*Task to carry out:* Look for "missing" in the material below and show each line that contains it.

──────── Provided entries

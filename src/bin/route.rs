//! Print the A* route between two cells of a map file
//!
//! Usage: route <map.json> <start_x> <start_y> <goal_x> <goal_y> [--four-way]

use isogrid::map_file::load_map;
use isogrid::pathfinding::{find_path, format_path, path_cost};
use isogrid::{Config, Connectivity, Position};
use std::env;
use std::process;

fn parse_coord(args: &[String], index: usize) -> Result<i32, Box<dyn std::error::Error>> {
    let raw = args
        .get(index)
        .ok_or_else(|| format!("missing argument {}", index))?;
    raw.parse::<i32>()
        .map_err(|e| format!("bad coordinate '{}': {}", raw, e).into())
}

fn run(args: &[String]) -> Result<(), Box<dyn std::error::Error>> {
    let map_path = args.get(1).ok_or("missing map path")?;
    let start = Position::new(parse_coord(args, 2)?, parse_coord(args, 3)?);
    let goal = Position::new(parse_coord(args, 4)?, parse_coord(args, 5)?);

    let connectivity = if args.iter().any(|a| a == "--four-way") {
        Connectivity::FourWay
    } else {
        Config::load().movement.connectivity
    };

    let map = load_map(map_path)?;
    let path = find_path(&map.grid, start, goal, connectivity);

    if path.is_empty() {
        println!("No route from ({}, {}) to ({}, {})", start.x, start.y, goal.x, goal.y);
        process::exit(2);
    }

    println!("{}", format_path(&path));
    println!("Cells: {}  Cost: {:.3}", path.len(), path_cost(&path));
    Ok(())
}

fn main() {
    env_logger::Builder::from_env(env_logger::Env::default().default_filter_or("warn")).init();

    let args: Vec<String> = env::args().collect();
    if args.len() < 6 {
        eprintln!("Usage: {} <map.json> <start_x> <start_y> <goal_x> <goal_y> [--four-way]", args[0]);
        process::exit(1);
    }

    if let Err(e) = run(&args) {
        eprintln!("Error: {}", e);
        process::exit(1);
    }
}
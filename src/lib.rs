pub mod agent;
pub mod config;
pub mod door;
pub mod error;
pub mod event_log;
pub mod generate;
pub mod grid;
pub mod inventory;
pub mod iso;
pub mod map_file;
pub mod movement;
pub mod pathfinding;
pub mod save_state;
pub mod walkability;
pub mod world;

pub use agent::Agent;
pub use config::Config;
pub use door::{interact, DoorState, InteractOutcome};
pub use error::{GridError, GridResult};
pub use grid::{Cell, Grid, Item, WallProperties, WallType};
pub use iso::IsoTransform;
pub use movement::{MoveRequest, Movement, Step};
pub use pathfinding::{find_path, Connectivity, Position};
pub use walkability::Walkability;
pub use world::{CollectOutcome, GridWorld};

────────────────

*The completed task:*
        .ok_or_else(|| format!("missing argument {}", index))?;
    let map_path = args.get(1).ok_or("missing map path")?;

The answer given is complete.